When you walk into an organisation as a new hire, consultant or customer you can pretty quickly tell how a place ‘feels’ to work at. The way people look at each other, the comments that get said (and go unsaid) and a whole set of behaviours that make working with teams so interesting (and enjoyable). 

When conflict goes unmanaged and leaders don’t lead their teams out of those dark places, terrible things happen. People feel bullied, employees feel disengaged, teamwork dies off, metrics/goals start to suffer, etc. Suddenly, your job as a leader becomes MUCH more difficult.

So, how might you know if you have a problem with conflict going unmanaged? Well here are some symptoms:

  • Complaining About Each Other To Everyone Else —If people are b*tching about Sally to everyone except Sally, then you have a problem. People not telling each other the issue directly is toxic!

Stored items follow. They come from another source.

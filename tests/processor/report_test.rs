//! Result-file matching and video attachment.

use std::path::{Path, PathBuf};

use serde_json::{json, Value};

use reelkeeper::report::{AttachOutcome, MatchRule, ReportDirectory};

fn write_result(dir: &Path, uuid: &str, doc: &Value) -> PathBuf {
    let path = dir.join(format!("{uuid}-result.json"));
    std::fs::write(&path, doc.to_string()).expect("write result");
    path
}

fn read(path: &Path) -> Value {
    let contents = std::fs::read_to_string(path).expect("read result");
    serde_json::from_str(&contents).expect("parse result")
}

#[test]
fn full_name_match_wins_over_short_name() {
    let dir = tempfile::tempdir().expect("tempdir");
    // Sorted first, but only a short-name match.
    write_result(
        dir.path(),
        "a",
        &json!({"name": "test_login", "fullName": "tests.other.py.test_login_admin"}),
    );
    let exact = write_result(
        dir.path(),
        "b",
        &json!({"name": "test_login", "fullName": "tests.test_auth.py.test_login"}),
    );
    let reports = ReportDirectory::new(dir.path());

    let found = reports.find_result("tests/test_auth.py::test_login");
    assert_eq!(found, Some((exact, MatchRule::FullName)));
}

#[test]
fn short_name_is_the_fallback() {
    let dir = tempfile::tempdir().expect("tempdir");
    let path = write_result(
        dir.path(),
        "a",
        &json!({"name": "test_checkout", "fullName": "suite.Checkout#test_checkout"}),
    );
    let reports = ReportDirectory::new(dir.path());

    let found = reports.find_result("tests/test_shop.py::test_checkout[chrome]");
    assert_eq!(found, Some((path, MatchRule::ShortName)));
}

#[test]
fn empty_names_never_match() {
    let dir = tempfile::tempdir().expect("tempdir");
    write_result(dir.path(), "a", &json!({"name": "", "fullName": ""}));
    write_result(dir.path(), "b", &json!({"status": "passed"}));
    let reports = ReportDirectory::new(dir.path());

    assert!(reports.find_result("tests/test_x.py::test_y").is_none());
}

#[test]
fn attach_targets_last_after_fixture() {
    let dir = tempfile::tempdir().expect("tempdir");
    let path = write_result(
        dir.path(),
        "a",
        &json!({
            "name": "test_cart",
            "fullName": "tests.test_cart.py.test_cart",
            "afters": [{"name": "db"}, {"name": "driver::0", "attachments": []}]
        }),
    );
    let reports = ReportDirectory::new(dir.path());

    let outcome = reports
        .attach_video("tests/test_cart.py::test_cart", "test_cart.mp4")
        .expect("attach");
    assert_eq!(outcome, AttachOutcome::Attached(path.clone()));

    let doc = read(&path);
    assert_eq!(doc["afters"][1]["attachments"][0]["source"], "test_cart.mp4");
    assert!(doc["afters"][0].get("attachments").is_none());
    assert!(doc.get("attachments").is_none());
}

#[test]
fn attach_without_afters_targets_result_root() {
    let dir = tempfile::tempdir().expect("tempdir");
    let path = write_result(
        dir.path(),
        "a",
        &json!({
            "name": "test_cart",
            "fullName": "tests.test_cart.py.test_cart",
            "attachments": [{"name": "log", "source": "log.txt", "type": "text/plain"}]
        }),
    );
    let reports = ReportDirectory::new(dir.path());

    reports
        .attach_video("tests/test_cart.py::test_cart", "test_cart.mp4")
        .expect("attach");

    let doc = read(&path);
    let list = doc["attachments"].as_array().expect("attachments array");
    assert_eq!(list.len(), 2);
    assert_eq!(list[1]["name"], "Test Video");
    assert_eq!(list[1]["type"], "video/mp4");
}

#[test]
fn reattaching_same_video_is_a_no_op() {
    let dir = tempfile::tempdir().expect("tempdir");
    let path = write_result(
        dir.path(),
        "a",
        &json!({"name": "test_cart", "fullName": "tests.test_cart.py.test_cart"}),
    );
    let reports = ReportDirectory::new(dir.path());

    reports
        .attach_video("tests/test_cart.py::test_cart", "test_cart.mp4")
        .expect("first attach");
    let second = reports
        .attach_video("tests/test_cart.py::test_cart", "test_cart.mp4")
        .expect("second attach");

    assert_eq!(second, AttachOutcome::AlreadyAttached(path.clone()));
    assert_eq!(read(&path)["attachments"].as_array().map(Vec::len), Some(1));
}

#[test]
fn unmatched_test_reports_no_match() {
    let dir = tempfile::tempdir().expect("tempdir");
    let path = write_result(
        dir.path(),
        "a",
        &json!({"name": "test_cart", "fullName": "tests.test_cart.py.test_cart"}),
    );
    let before = std::fs::read_to_string(&path).expect("read");
    let reports = ReportDirectory::new(dir.path());

    let outcome = reports
        .attach_video("tests/test_search.py::test_search", "test_search.mp4")
        .expect("attach");

    assert_eq!(outcome, AttachOutcome::NoMatch);
    assert_eq!(std::fs::read_to_string(&path).expect("read"), before);
}

#[test]
fn unparsable_and_unrelated_files_are_ignored() {
    let dir = tempfile::tempdir().expect("tempdir");
    std::fs::write(dir.path().join("0-result.json"), "{ truncated").expect("write");
    std::fs::write(
        dir.path().join("notes.json"),
        json!({"name": "test_cart"}).to_string(),
    )
    .expect("write");
    let path = write_result(
        dir.path(),
        "b",
        &json!({"name": "test_cart", "fullName": "tests.test_cart.py.test_cart"}),
    );
    let reports = ReportDirectory::new(dir.path());

    let found = reports.find_result("tests/test_cart.py::test_cart");
    assert_eq!(found, Some((path, MatchRule::FullName)));
}

#[test]
fn missing_directory_matches_nothing() {
    let dir = tempfile::tempdir().expect("tempdir");
    let reports = ReportDirectory::new(dir.path().join("absent"));

    let outcome = reports
        .attach_video("tests/test_cart.py::test_cart", "test_cart.mp4")
        .expect("attach");
    assert_eq!(outcome, AttachOutcome::NoMatch);
}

  • Meeting After The Meeting — Do issues get handled in the meeting or do people meet in the hallway afterwards in subgroups to chat about the thing that should have been said in the meeting?

  • Increased Sick Time — When things get uncomfortable or people aren’t getting along, increased sick time is a CLEAR red flag that people aren’t coping well with the unmanaged issues.

  • Attempted Public Executions — Do people try to snipe each other in the meetings? For example, does Sally only hear about the issue Joe has with her for the first time in the meeting in front of her boss, where she has no time to fix it or even have prepared for it (since she didn’t know in the first place)? Not good.

It’s time to invite conflict

I know, I know. Conflict is no fun. But is it meant to be, or is it about your leadership creating the impact and place to work that people need it to be? If you want to get your people to a better place and stop the festering conflict, here are a few high-level items you can start with:

  • Create a Conflict Policy – No, not some crazy corporate mumbo jumbo. This is your team’s informal rules around conflict. It covers items like how we tell people we have a problem with them, what to do if people can’t resolve conflict, etc. This is tremendously valuable in getting people ‘unstuck’.

  • Have An Amnesty Period – Unresolved conflicts can linger for years and rot the team to its core. Instead of pretending an older conflict isn’t valid anymore because “it’s been years and they should just get over it”, you can offer an amnesty period. Coach the team through the issue and tell them no one is going to suffer any consequences for this as long as everyone agrees to get it out on the table and finally take action to resolve it.

  • Teach Them How To Resolve Conflict – Sometimes people avoid conflict because they simply don’t know how to give feedback or have difficult conversations. It’s one of the most common skills I help teams: how to have healthy conflict conversations. Get them the help in doing this and your life will get much easier.